Parents keep nagging me about jobs
I graduated college almost a year ago & my parents literally continue to pester me about finding a secure full time job. Trust me, I've been trying to find a stable legit job. I even went in depressed mode when I was just working part time feeling as though all my job applications were being tossed into a dark abyss. Luckily I was able to find a full time job...for now. I am working in an office filling in for someone who is on a leave of absence. Whenever this person comes back I could be out of a job but its good job experience & the first break I caught.

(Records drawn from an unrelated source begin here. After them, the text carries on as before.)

// =============================================================================
// Unit Tests
// =============================================================================

#[cfg(test)]
mod tests {
    use super::*;
    use whatstock_db::{Database, DbConfig};

    async fn router() -> LocalRouter {
        let db = Database::new(DbConfig::in_memory()).await.unwrap();
        LocalRouter::new(db.inventory())
    }

    fn lamp() -> Value {
        json!({
            "title": "Lamp",
            "category": "home",
            "condition": "good",
            "purchasePrice": 5,
            "sellingPrice": "12.00"
        })
    }

    #[tokio::test]
    async fn test_get_unknown_id_is_404() {
        let router = router().await;
        let response = router.route(&Method::GET, "/api/inventory/unknown-id", None).await;

        assert_eq!(response.status, StatusCode::NOT_FOUND);
        assert_eq!(response.body, json!({ "error": "Not found" }));
    }

    #[tokio::test]
    async fn test_post_applies_defaults_and_lists() {
        let router = router().await;
        let created = router.route(&Method::POST, "/api/inventory", Some(lamp())).await;

        assert_eq!(created.status, StatusCode::OK);
        let body = &created.body;
        assert!(!body["id"].as_str().unwrap().is_empty());
        assert_eq!(body["quantity"], json!(1));
        assert_eq!(body["status"], json!("in_stock"));
        assert_eq!(body["isGiveaway"], json!(0));
        assert_eq!(body["purchasePrice"], json!("5"));
        assert_eq!(body["sellingPrice"], json!("12.00"));
        assert!(body["createdAt"].is_string());
        for field in ["subCategory", "weight", "description", "imageUrl", "tags", "buyerName", "buyerEmail", "soldDate"] {
            assert_eq!(body[field], Value::Null, "field {}", field);
        }

        let listed = router.route(&Method::GET, "/api/inventory", None).await;
        assert_eq!(listed.status, StatusCode::OK);
        assert_eq!(listed.body, json!([created.body]));
    }

    #[tokio::test]
    async fn test_prefix_is_optional() {
        let router = router().await;
        let with_prefix = router.route(&Method::GET, "/api/inventory", None).await;
        let without = router.route(&Method::GET, "/inventory", None).await;

        assert_eq!(with_prefix, without);
        assert_eq!(without.body, json!([]));
    }

    #[tokio::test]
    async fn test_full_item_lifecycle() {
        let router = router().await;
        let created = router.route(&Method::POST, "/api/inventory", Some(lamp())).await;
        let id = created.body["id"].as_str().unwrap().to_string();
        let item_path = format!("/api/inventory/{}", id);

        let fetched = router.route(&Method::GET, &item_path, None).await;
        assert_eq!(fetched.body, created.body);

        let patched = router
            .route(&Method::PATCH, &item_path, Some(json!({ "title": "Desk Lamp", "description": null })))
            .await;
        assert_eq!(patched.status, StatusCode::OK);
        assert_eq!(patched.body["title"], json!("Desk Lamp"));
        assert_eq!(patched.body["createdAt"], created.body["createdAt"]);

        let put = router
            .route(&Method::PUT, &item_path, Some(json!({ "quantity": 2 })))
            .await;
        assert_eq!(put.body["quantity"], json!(2));

        let sold = router
            .route(
                &Method::POST,
                &format!("{}/sold", item_path),
                Some(json!({ "buyerName": "Alice", "buyerEmail": "a@x.com" })),
            )
            .await;
        assert_eq!(sold.body["status"], json!("sold"));
        assert_eq!(sold.body["buyerName"], json!("Alice"));
        assert!(sold.body["soldDate"].is_string());

        let unsold = router
            .route(&Method::POST, &format!("{}/unsold", item_path), None)
            .await;
        assert_eq!(unsold.body["status"], json!("in_stock"));
        assert_eq!(unsold.body["buyerName"], Value::Null);
        assert_eq!(unsold.body["soldDate"], Value::Null);

        let deleted = router.route(&Method::DELETE, &item_path, None).await;
        assert_eq!(deleted.status, StatusCode::OK);
        assert_eq!(deleted.body, json!({ "success": true }));

        let again = router.route(&Method::DELETE, &item_path, None).await;
        assert_eq!(again.status, StatusCode::NOT_FOUND);
    }

    #[tokio::test]
    async fn test_missing_targets_are_404() {
        let router = router().await;
        let buyer = json!({ "buyerName": "B", "buyerEmail": "b@x.com" });

        let cases = [
            (Method::PATCH, "/api/inventory/nope", Some(json!({ "title": "x" }))),
            (Method::PUT, "/api/inventory/nope", Some(json!({}))),
            (Method::POST, "/api/inventory/nope/sold", Some(buyer)),
            (Method::POST, "/api/inventory/nope/unsold", None),
        ];
        for (method, path, body) in cases {
            let response = router.route(&method, path, body).await;
            assert_eq!(response.status, StatusCode::NOT_FOUND, "{} {}", method, path);
        }
    }

    #[tokio::test]
    async fn test_unmatched_routes_are_404() {
        let router = router().await;
        let cases = [
            (Method::DELETE, "/api/inventory"),
            (Method::GET, "/api/inventory/"),
            (Method::GET, "/api/inventory/a/b"),
            (Method::GET, "/api/inventory/a/sold"),
            (Method::GET, "/api/items"),
            (Method::POST, "/api/inventory//sold"),
            (Method::GET, "/apiary/inventory"),
            (Method::GET, "inventory"),
        ];
        for (method, path) in cases {
            let response = router.route(&method, path, None).await;
            assert_eq!(response.status, StatusCode::NOT_FOUND, "{} {}", method, path);
            assert_eq!(response.body, json!({ "error": "Not found" }));
        }
    }

    #[tokio::test]
    async fn test_uncoercible_bodies_are_400() {
        let router = router().await;

        let missing_title = router
            .route(&Method::POST, "/api/inventory", Some(json!({ "category": "x" })))
            .await;
        assert_eq!(missing_title.status, StatusCode::BAD_REQUEST);
        assert!(missing_title.body["error"].as_str().unwrap().contains("title"));

        let created = router.route(&Method::POST, "/api/inventory", Some(lamp())).await;
        let id = created.body["id"].as_str().unwrap();

        let bad_status = router
            .route(
                &Method::PATCH,
                &format!("/api/inventory/{}", id),
                Some(json!({ "status": "lost" })),
            )
            .await;
        assert_eq!(bad_status.status, StatusCode::BAD_REQUEST);

        let no_buyer = router
            .route(&Method::POST, &format!("/api/inventory/{}/sold", id), None)
            .await;
        assert_eq!(no_buyer.status, StatusCode::BAD_REQUEST);
    }

    #[tokio::test]
    async fn test_query_string_is_ignored() {
        let router = router().await;
        let response = router.route(&Method::GET, "/api/inventory?fresh=1", None).await;
        assert_eq!(response.status, StatusCode::OK);
    }

    #[tokio::test]
    async fn test_custom_api_root() {
        let db = Database::new(DbConfig::in_memory()).await.unwrap();
        let router = LocalRouter::new(db.inventory()).with_api_root("/v2/");

        assert_eq!(router.api_root(), "/v2");
        let response = router.route(&Method::GET, "/v2/inventory", None).await;
        assert_eq!(response.status, StatusCode::OK);
    }

    #[tokio::test]
    async fn test_storage_failure_is_500() {
        let db = Database::new(DbConfig::in_memory()).await.unwrap();
        let router = LocalRouter::new(db.inventory());
        db.close().await;

        let response = router.route(&Method::GET, "/api/inventory", None).await;
        assert_eq!(response.status, StatusCode::INTERNAL_SERVER_ERROR);
        assert_eq!(response.body, json!({ "error": "Internal error" }));
    }
}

I am still applying for career jobs like crazy hoping to catch a break & get called for an interview but my parents keep pestering me about federal jobs. My dad works a federal job so he's pushing me to do the same. They send me all the job postings they find -some I can't even apply for because I am not a current federal employee. It bugs me. Yes I get you want you child to find a good job, become financially stable & move out of home again but its not as easy as they think with this current economy. I think they think I'm just being lazy & not trying...when in reality I AM trying its just catching a break is the hardest part. Its getting to the point where I easily get annoyed & feel as if they are pushing their job desires onto me. I even get into arguements with them about it & it causes a lot of tension between us. Today I told my mom to actually read the job posts she is sending me because if she did she would realize that I can't even apply to them since I am not a current employee for the company. I told her that she is sending me useless information. She got all huffy puffy & said that they are trying to help me & said they want me to find a good job so I can move out because they are tired of my attitude towards them. I get both sides. I'm not trying to be ungrateful but seriously? Panicking & not being able to catch a break in the work world is already hard on me as it is. Its not like its my choice to not have a stable job & to be 20+ living at home with my parents. If I had it my way I'd have a secure job & be financially stable enough to live on my own. I just wish they would stop forcing all these job positions on me, especially when they are jobs I don't realistically see myself doing or in a place I couldn't see myself living. I mean I understand they are trying to help me but there is a fine line between giving advice & forcing.
Ugh, I don't know what do you think about this situation?